Our job as MPs is to channel passion and anger into considered debate to win arguments – in this case for the Trans community and to defend devolution. I failed to control that passion… pic.twitter.com/VWBveUP0Mr
— Lloyd Russell-Moyle MP (@lloyd_rm) January 18, 2023
Miriam Cates’ full speech:
I rise to support the Government’s decision to use their section 35 powers with regard to the Gender Recognition Reform (Scotland) Bill. As is the case for many other hon. Members, I am afraid that I have not had a chance to read the statement of reasons in full and in detail, so I will focus on a few key areas that are significant.

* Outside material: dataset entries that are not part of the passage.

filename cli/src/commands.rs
pub mod trace;

use std::ffi::OsString;
use std::io::{self, Write};
use std::time::Duration;

use clap::Parser;
use clap::error::ErrorKind;
use hoppr_common::config::{Config, DEFAULT_MAX_HOPS, DEFAULT_TIMEOUT};
use hoppr_common::host::Host;
use hoppr_common::tracer::Tracer;

use crate::terminal::print;

pub const EXIT_SUCCESS: u8 = 0;
pub const EXIT_FAILURE: u8 = 1;

#[derive(Parser, Debug)]
#[command(name = "hoppr")]
#[command(version, about = "Count the hops on the route to a network host.")]
pub struct CommandLine {
    /// Hostname or IP address to trace
    pub host: Host,

    /// Maximum number of hops to probe
    #[arg(short = 'm', long, default_value_t = DEFAULT_MAX_HOPS, value_parser = clap::value_parser!(u8).range(1..))]
    pub max_hops: u8,

    /// Seconds to wait for traceroute before terminating it
    #[arg(short = 't', long, default_value_t = DEFAULT_TIMEOUT.as_secs())]
    pub timeout: u64,
}

/// Why argument parsing stopped before anything was traced.
#[derive(Debug)]
pub enum Halt {
    /// `--help` or `--version` was requested.
    Info(clap::Error),
    /// The host is missing, or an argument is malformed (clap's error attached).
    Usage(Option<clap::Error>),
}

impl CommandLine {
    pub fn from_args<I, T>(args: I) -> Result<Self, Halt>
    where
        I: IntoIterator<Item = T>,
        T: Into<OsString> + Clone,
    {
        Self::try_parse_from(args).map_err(|err| match err.kind() {
            ErrorKind::DisplayHelp | ErrorKind::DisplayVersion => Halt::Info(err),
            ErrorKind::MissingRequiredArgument => Halt::Usage(None),
            _ => Halt::Usage(Some(err)),
        })
    }

    pub fn into_config(self) -> Config {
        let mut cfg = Config::new(self.host);
        cfg.max_hops = self.max_hops;
        cfg.timeout = Duration::from_secs(self.timeout);
        cfg
    }
}

/// Parses `args`, traces the host and writes the report to `out`.
///
/// Returns the process exit status: 1 for misuse or a tool that cannot be
/// run, 0 whenever a report was printed.
pub async fn run<I, T, W>(args: I, tracer: &dyn Tracer, out: &mut W) -> io::Result<u8>
where
    I: IntoIterator<Item = T>,
    T: Into<OsString> + Clone,
    W: Write,
{
    let commands = match CommandLine::from_args(args) {
        Ok(commands) => commands,
        Err(Halt::Info(info)) => {
            write!(out, "{}", info.render())?;
            return Ok(EXIT_SUCCESS);
        }
        Err(Halt::Usage(err)) => {
            if let Some(err) = err {
                let _ = err.print();
            }
            print::usage(out)?;
            return Ok(EXIT_FAILURE);
        }
    };

    let cfg = commands.into_config();
    print::preamble(out, &cfg)?;

    match trace::trace(&cfg, tracer).await {
        Ok(report) => {
            print::report(out, &report)?;
            Ok(EXIT_SUCCESS)
        }
        Err(err) => {
            print::failure(out, &err)?;
            Ok(EXIT_FAILURE)
        }
    }
}
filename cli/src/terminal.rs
pub mod logging;
pub mod print;
pub mod spinner;
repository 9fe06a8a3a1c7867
mod runner;
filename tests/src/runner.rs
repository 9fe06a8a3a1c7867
mod integration;
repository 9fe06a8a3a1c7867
//! Hop extraction from line-oriented traceroute output.
//!
//! A hop line is any line whose first whitespace-delimited token is a run of
//! ASCII decimal digits, e.g. ` 3  10.0.0.1  4.211 ms`. Headers, blank lines
//! and continuation lines (which start with an address) never count.

/// Returns `true` when the line starts with a hop index.
pub fn is_hop_line(line: &str) -> bool {
    line.split_whitespace()
        .next()
        .is_some_and(|token| token.bytes().all(|b| b.is_ascii_digit()))
}

/// Iterates the hop lines of `output`, untouched.
pub fn hop_lines(output: &str) -> impl Iterator<Item = &str> {
    output.lines().filter(|line| is_hop_line(line))
}

pub fn count_hops(output: &str) -> usize {
    hop_lines(output).count()
}

/// The hop index a line starts with, if it is a hop line and the index fits.
pub fn hop_index(line: &str) -> Option<u32> {
    if !is_hop_line(line) {
        return None;
    }
    line.split_whitespace().next()?.parse().ok()
}

// ╔════════════════════════════════════════════╗
// ║ ████████╗███████╗███████╗████████╗███████╗ ║
// ║ ╚══██╔══╝██╔════╝██╔════╝╚══██╔══╝██╔════╝ ║
// ║    ██║   █████╗  ███████╗   ██║   ███████╗ ║
// ║    ██║   ██╔══╝  ╚════██║   ██║   ╚════██║ ║
// ║    ██║   ███████╗███████║   ██║   ███████║ ║
// ║    ╚═╝   ╚══════╝╚══════╝   ╚═╝   ╚══════╝ ║
// ╚════════════════════════════════════════════╝
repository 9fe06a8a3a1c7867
use std::fmt;

/// A program and its arguments, ready to be spawned.
#[derive(Clone, Debug, PartialEq, Eq)]
pub struct Invocation {
    pub program: String,
    pub args: Vec<String>,
}

impl Invocation {
    pub fn new<I, S>(program: &str, args: I) -> Self
    where
        I: IntoIterator<Item = S>,
        S: Into<String>,
    {
        Self {
            program: program.to_string(),
            args: args.into_iter().map(Into::into).collect(),
        }
    }
}

impl fmt::Display for Invocation {
    fn fmt(&self, f: &mut fmt::Formatter<'_>) -> fmt::Result {
        write!(f, "{}", self.program)?;
        for arg in &self.args {
            write!(f, " {arg}")?;
        }
        Ok(())
    }
}

/// How the child process came to an end.
#[derive(Clone, Copy, Debug, PartialEq, Eq)]
pub enum Completion {
    /// Exited on its own. `code` is `None` when a signal terminated it.
    Exited { code: Option<i32> },
    /// Ran past the timeout and was killed. `reaped` is false when the
    /// bounded wait after the kill gave up.
    TimedOut { reaped: bool },
}

impl Completion {
    pub fn timed_out(&self) -> bool {
        matches!(self, Completion::TimedOut { .. })
    }

    pub fn terminated_abnormally(&self) -> bool {
        matches!(self, Completion::Exited { code: None })
    }
}

/// Trimmed text collected from the child's standard streams.
#[derive(Clone, Debug, PartialEq, Eq)]
pub struct Capture {
    pub stdout: String,
    pub stderr: String,
    pub completion: Completion,
}

impl Capture {
    pub fn new(stdout: &[u8], stderr: &[u8], completion: Completion) -> Self {
        Self {
            stdout: String::from_utf8_lossy(stdout).trim().to_string(),
            stderr: String::from_utf8_lossy(stderr).trim().to_string(),
            completion,
        }
    }

    pub fn has_errors(&self) -> bool {
        !self.stderr.is_empty()
    }
}

#[cfg(test)]
mod tests {
    use super::*;

    #[test]
    fn capture_trims_both_streams() {
        let capture = Capture::new(
            b"\n 1  router.local  1.2 ms\n\n",
            b"   \n",
            Completion::Exited { code: Some(0) },
        );

        assert_eq!(capture.stdout, "1  router.local  1.2 ms");
        assert_eq!(capture.stderr, "");
        assert!(!capture.has_errors());
    }

    #[test]
    fn capture_decodes_invalid_utf8_lossily() {
        let capture = Capture::new(b"1 \xff", b"oops", Completion::TimedOut { reaped: true });

        assert_eq!(capture.stdout, "1 \u{fffd}");
        assert!(capture.has_errors());
        assert!(capture.completion.timed_out());
    }

    #[test]
    fn invocation_displays_as_command_line() {
        let invocation = Invocation::new("traceroute", ["-I", "-m", "20", "example.com"]);
        assert_eq!(invocation.to_string(), "traceroute -I -m 20 example.com");
    }
}
//! # oxide-sql-syntax
//!
//! An error-tolerant parser for the SQLite dialect, producing a lossless
//! concrete syntax tree.
//!
//! This crate provides:
//! - A lossless lexer: every byte of the input, whitespace and comments
//!   included, lands in exactly one token
//! - A grammar-driven parser with explicit commit points, so a malformed
//!   clause is reported inside its statement instead of swallowing the rest
//!   of the input
//! - A priority-table (Pratt) expression engine
//! - A [`rowan`] tree whose text is always the input, byte for byte
//!
//! ## Parsing
//!
//! ```rust
//! use oxide_sql_syntax::{SyntaxKind, parse};
//!
//! let parse = parse("SELECT id, name FROM users WHERE active = 1");
//! assert!(parse.ok());
//!
//! let statement = parse.syntax().first_child().unwrap();
//! assert_eq!(statement.kind(), SyntaxKind::SELECT_STATEMENT);
//! ```
//!
//! ## Diagnostics
//!
//! Parsing never fails. Syntax errors are returned next to the tree, and
//! the tree still covers every token:
//!
//! ```rust
//! use oxide_sql_syntax::parse;
//!
//! let input = "UPDATE users SET; SELECT 1";
//! let parse = parse(input);
//!
//! assert_eq!(parse.errors().len(), 1);
//! assert_eq!(parse.errors()[0].message, "<column name> expected, got ';'");
//! assert_eq!(parse.syntax().text().to_string(), input);
//! ```

mod config;
mod grammar;
pub mod lexer;
mod parser;
mod syntax_kind;

use std::fmt::Write as _;

use rowan::{GreenNode, NodeOrToken, WalkEvent};

pub use config::ParseOptions;
pub use lexer::{Lexer, Span, Token};
pub use parser::ParseError;
pub use syntax_kind::{SqlLanguage, SyntaxElement, SyntaxKind, SyntaxNode, SyntaxToken};

/// Parses `text` with the default [`ParseOptions`].
#[must_use]
pub fn parse(text: &str) -> Parse {
    parse_with(text, &ParseOptions::default())
}

/// Parses `text` into a `FILE` tree and its diagnostics.
#[must_use]
pub fn parse_with(text: &str, options: &ParseOptions) -> Parse {
    let tokens = Lexer::new(text).tokenize();
    let mut parser = parser::Parser::new(text, &tokens, options.max_depth);
    grammar::file(&mut parser);
    let (green, errors) = parser.finish(&tokens);
    Parse { green, errors }
}

/// The result of a parse: an immutable green tree and the syntax errors
/// found while building it.
#[derive(Debug, Clone, PartialEq, Eq)]
pub struct Parse {
    green: GreenNode,
    errors: Vec<ParseError>,
}

impl Parse {
    #[must_use]
    pub const fn green(&self) -> &GreenNode {
        &self.green
    }

    /// A fresh root over the green tree.
    #[must_use]
    pub fn syntax(&self) -> SyntaxNode {
        SyntaxNode::new_root(self.green.clone())
    }

    #[must_use]
    pub fn errors(&self) -> &[ParseError] {
        &self.errors
    }

    /// True when the input parsed without any diagnostic.
    #[must_use]
    pub fn ok(&self) -> bool {
        self.errors.is_empty()
    }

    /// An indented dump of the tree, one node or token per line:
    /// `KIND@start..end` for nodes and `KIND "text"` for tokens. Trivia is
    /// left out.
    #[must_use]
    pub fn debug_tree(&self) -> String {
        let mut out = String::new();
        let mut indent = 0_usize;
        for event in self.syntax().preorder_with_tokens() {
            match event {
                WalkEvent::Enter(NodeOrToken::Node(node)) => {
                    let range = node.text_range();
                    let _ = writeln!(
                        out,
                        "{:indent$}{:?}@{}..{}",
                        "",
                        node.kind(),
                        u32::from(range.start()),
                        u32::from(range.end()),
                        indent = indent * 2,
                    );
                    indent += 1;
                }
                WalkEvent::Leave(NodeOrToken::Node(_)) => indent = indent.saturating_sub(1),
                WalkEvent::Enter(NodeOrToken::Token(token)) if !token.kind().is_trivia() => {
                    let _ = writeln!(
                        out,
                        "{:indent$}{:?} {:?}",
                        "",
                        token.kind(),
                        token.text(),
                        indent = indent * 2,
                    );
                }
                WalkEvent::Enter(NodeOrToken::Token(_)) | WalkEvent::Leave(NodeOrToken::Token(_)) => {}
            }
        }
        out
    }
}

In paragraph 27, the Government point out that the Bill does not create “sufficient safeguards”. They are right to be concerned about “fraudulent and/or malign applications” because of the implications for child safeguarding. This morning, the Education Committee heard from Professor Alexis Jay, who chaired the inquiry into institutional child sexual abuse. It was harrowing to hear the stories of decades of child sexual abuse throughout institutions across the country. One key feature of such abuse is that predators will exploit any loophole that they can find to get access to children, and I am afraid that that is what will happen with the Bill.
We should not be asking how easy it is for someone who is uncomfortable with their sex to obtain a GRC (Gender Recognition Certificate); we should be asking how easy it is for a predator to get access to children. The Bill would make it vastly easier for a predator to get access to children by changing their gender with an eye to exploiting loopholes to access children and women in particular.
The naivety that the Bill has been written with is astounding and hugely worrying. The reduction of the age limit to 16 is a significant safeguarding risk, because the human brain does not stop developing until about the age of 25. People cannot drive a car when they are 16—in fact, there are an awful lot of things that people are not legally allowed to do when they are 16 because they cannot assess the long-term implications for their welfare. Changing legal gender, with a potential route to long-term changes to fertility, sexual function and health, is not suitable for 16-year-olds and is a huge safeguarding risk.
Paragraphs 30 and 48 mention membership on the grounds of sex and single-sex spaces. Sex Matters recently did a report that looked at the impact on single-sex spaces of men’s ability to access them by changing their gender. Women say, “I never went back to that swimming pool,” or, “I never went back to that counselling class,” because for many of them, the dignity of having a women-only space and knowing that there will be no men there is important. We will see a chilling effect on important single-sex rights if the Bill passes.
As a woman, I fully understand the threats to dignity and safety that the Bill poses, because it will change the social contract. In this country, we recognise that in toilets, changing rooms and public spaces, there are areas where only women are allowed.
In a restaurant recently, I had an experience where a man dressed as a woman walked into the toilets where I was on my own. He stood behind me and stared at me in the mirror, looking me in the eye. I have no idea whether he intended me any harm, but my evolved instinct as a woman was to be frightened, because unlike in almost any other species, women are far less powerful than men and we cannot defend ourselves. [Interruption.] No, it is a fact. The difference in strength between men and women is phenomenal, which is why we have separate sex categories for sport. Women are evolved to be wary of men in intimate spaces, which is why we have single-sex spaces and why they must continue to exist for the safety and privacy of women. The Bill threatens that social contract.
Finally, this threatens the understanding of our law, which should be based on fact, and someone cannot change their sex any more than they can change their place of birth or who their parents are.